• _EXERCISE DIRECTIONS_:
Reproduce the records below exactly as they are written.
.....
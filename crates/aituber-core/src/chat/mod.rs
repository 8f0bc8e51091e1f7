//! Live conversation state for AITuber.
//!
//! - `ConversationRegistry`: bounded, concurrent map of per-conversation contexts

pub mod registry;
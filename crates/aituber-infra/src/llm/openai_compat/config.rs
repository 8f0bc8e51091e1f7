//! Configuration and defaults for OpenAI-compatible providers.
//!
//! The hosted OpenAI API and self-hosted servers that speak the same chat
//! completions protocol share one provider; only the base URL and the name
//! reported on spans differ.

use secrecy::SecretString;

use aituber_types::config::LlmConfig;
use aituber_types::llm::ProviderType;

pub const OPENAI_BASE_URL: &str = "https://api.openai.com/v1";

/// Configuration for an [`super::OpenAiCompatibleProvider`].
///
/// Does not derive Debug; the API key must never reach logs.
pub struct OpenAiCompatConfig {
    /// Provider name reported in spans (e.g., "openai").
    pub provider_name: String,
    /// Base URL for the API (e.g., "https://api.openai.com/v1").
    pub base_url: String,
    pub api_key: SecretString,
    /// Default model when a request does not name one.
    pub model: String,
}

/// Hosted OpenAI.
pub fn openai_defaults(api_key: SecretString, model: &str) -> OpenAiCompatConfig {
    OpenAiCompatConfig {
        provider_name: "openai".into(),
        base_url: OPENAI_BASE_URL.into(),
        api_key,
        model: model.into(),
    }
}

/// Self-hosted or third-party OpenAI-compatible server.
pub fn compatible_defaults(
    base_url: &str,
    api_key: SecretString,
    model: &str,
) -> OpenAiCompatConfig {
    OpenAiCompatConfig {
        provider_name: "openai_compatible".into(),
        base_url: base_url.trim_end_matches('/').into(),
        api_key,
        model: model.into(),
    }
}

/// Pick the defaults matching `config.provider`.
///
/// A non-default `base_url` on the `openai` provider is honored so that
/// proxies keep working.
pub fn from_llm_config(config: &LlmConfig, api_key: SecretString) -> OpenAiCompatConfig {
    match config.provider {
        ProviderType::OpenAi => {
            let mut defaults = openai_defaults(api_key, &config.model);
            defaults.base_url = config.base_url.trim_end_matches('/').to_string();
            defaults
        }
        ProviderType::OpenAiCompatible => {
            compatible_defaults(&config.base_url, api_key, &config.model)
        }
    }
}

#[cfg(test)]
mod tests {
    use super::*;
    use secrecy::ExposeSecret;

    #[test]
    fn test_openai_defaults() {
        let config = openai_defaults(SecretString::from("sk-test"), "gpt-4-turbo");
        assert_eq!(config.provider_name, "openai");
        assert_eq!(config.base_url, OPENAI_BASE_URL);
        assert_eq!(config.api_key.expose_secret(), "sk-test");
        assert_eq!(config.model, "gpt-4-turbo");
    }

    #[test]
    fn test_from_llm_config_compatible() {
        let llm = LlmConfig {
            provider: ProviderType::OpenAiCompatible,
            base_url: "http://localhost:11434/v1/".to_string(),
            model: "llama3".to_string(),
            ..Default::default()
        };
        let config = from_llm_config(&llm, SecretString::from("unused"));
        assert_eq!(config.provider_name, "openai_compatible");
        assert_eq!(config.base_url, "http://localhost:11434/v1");
        assert_eq!(config.model, "llama3");
    }

    #[test]
    fn test_from_llm_config_openai_keeps_custom_base() {
        let llm = LlmConfig {
            base_url: "https://proxy.example.com/v1".to_string(),
            ..Default::default()
        };
        let config = from_llm_config(&llm, SecretString::from("sk"));
        assert_eq!(config.provider_name, "openai");
        assert_eq!(config.base_url, "https://proxy.example.com/v1");
    }
}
.....
• _TASK OUTPUT_:
filename crates/aituber-core/src/chat/mod.rs
repository 8f0bc8e51091e1f7
//! Live conversation state for AITuber.
//!
//! - `ConversationRegistry`: bounded, concurrent map of per-conversation contexts

pub mod registry;
filename crates/aituber-infra/src/llm/openai_compat/config.rs
repository 8f0bc8e51091e1f7
//! Configuration and defaults for OpenAI-compatible providers.
//!
//! The hosted OpenAI API and self-hosted servers that speak the same chat
//! completions protocol share one provider; only the base URL and the name
//! reported on spans differ.

use secrecy::SecretString;

use aituber_types::config::LlmConfig;
use aituber_types::llm::ProviderType;

pub const OPENAI_BASE_URL: &str = "https://api.openai.com/v1";

/// Configuration for an [`super::OpenAiCompatibleProvider`].
///
/// Does not derive Debug; the API key must never reach logs.
pub struct OpenAiCompatConfig {
    /// Provider name reported in spans (e.g., "openai").
    pub provider_name: String,
    /// Base URL for the API (e.g., "https://api.openai.com/v1").
    pub base_url: String,
    pub api_key: SecretString,
    /// Default model when a request does not name one.
    pub model: String,
}

/// Hosted OpenAI.
pub fn openai_defaults(api_key: SecretString, model: &str) -> OpenAiCompatConfig {
    OpenAiCompatConfig {
        provider_name: "openai".into(),
        base_url: OPENAI_BASE_URL.into(),
        api_key,
        model: model.into(),
    }
}

/// Self-hosted or third-party OpenAI-compatible server.
pub fn compatible_defaults(
    base_url: &str,
    api_key: SecretString,
    model: &str,
) -> OpenAiCompatConfig {
    OpenAiCompatConfig {
        provider_name: "openai_compatible".into(),
        base_url: base_url.trim_end_matches('/').into(),
        api_key,
        model: model.into(),
    }
}

/// Pick the defaults matching `config.provider`.
///
/// A non-default `base_url` on the `openai` provider is honored so that
/// proxies keep working.
pub fn from_llm_config(config: &LlmConfig, api_key: SecretString) -> OpenAiCompatConfig {
    match config.provider {
        ProviderType::OpenAi => {
            let mut defaults = openai_defaults(api_key, &config.model);
            defaults.base_url = config.base_url.trim_end_matches('/').to_string();
            defaults
        }
        ProviderType::OpenAiCompatible => {
            compatible_defaults(&config.base_url, api_key, &config.model)
        }
    }
}

#[cfg(test)]
mod tests {
    use super::*;
    use secrecy::ExposeSecret;

    #[test]
    fn test_openai_defaults() {
        let config = openai_defaults(SecretString::from("sk-test"), "gpt-4-turbo");
        assert_eq!(config.provider_name, "openai");
        assert_eq!(config.base_url, OPENAI_BASE_URL);
        assert_eq!(config.api_key.expose_secret(), "sk-test");
        assert_eq!(config.model, "gpt-4-turbo");
    }

    #[test]
    fn test_from_llm_config_compatible() {
        let llm = LlmConfig {
            provider: ProviderType::OpenAiCompatible,
            base_url: "http://localhost:11434/v1/".to_string(),
            model: "llama3".to_string(),
            ..Default::default()
        };
        let config = from_llm_config(&llm, SecretString::from("unused"));
        assert_eq!(config.provider_name, "openai_compatible");
        assert_eq!(config.base_url, "http://localhost:11434/v1");
        assert_eq!(config.model, "llama3");
    }

    #[test]
    fn test_from_llm_config_openai_keeps_custom_base() {
        let llm = LlmConfig {
            base_url: "https://proxy.example.com/v1".to_string(),
            ..Default::default()
        };
        let config = from_llm_config(&llm, SecretString::from("sk"));
        assert_eq!(config.provider_name, "openai");
        assert_eq!(config.base_url, "https://proxy.example.com/v1");
    }
}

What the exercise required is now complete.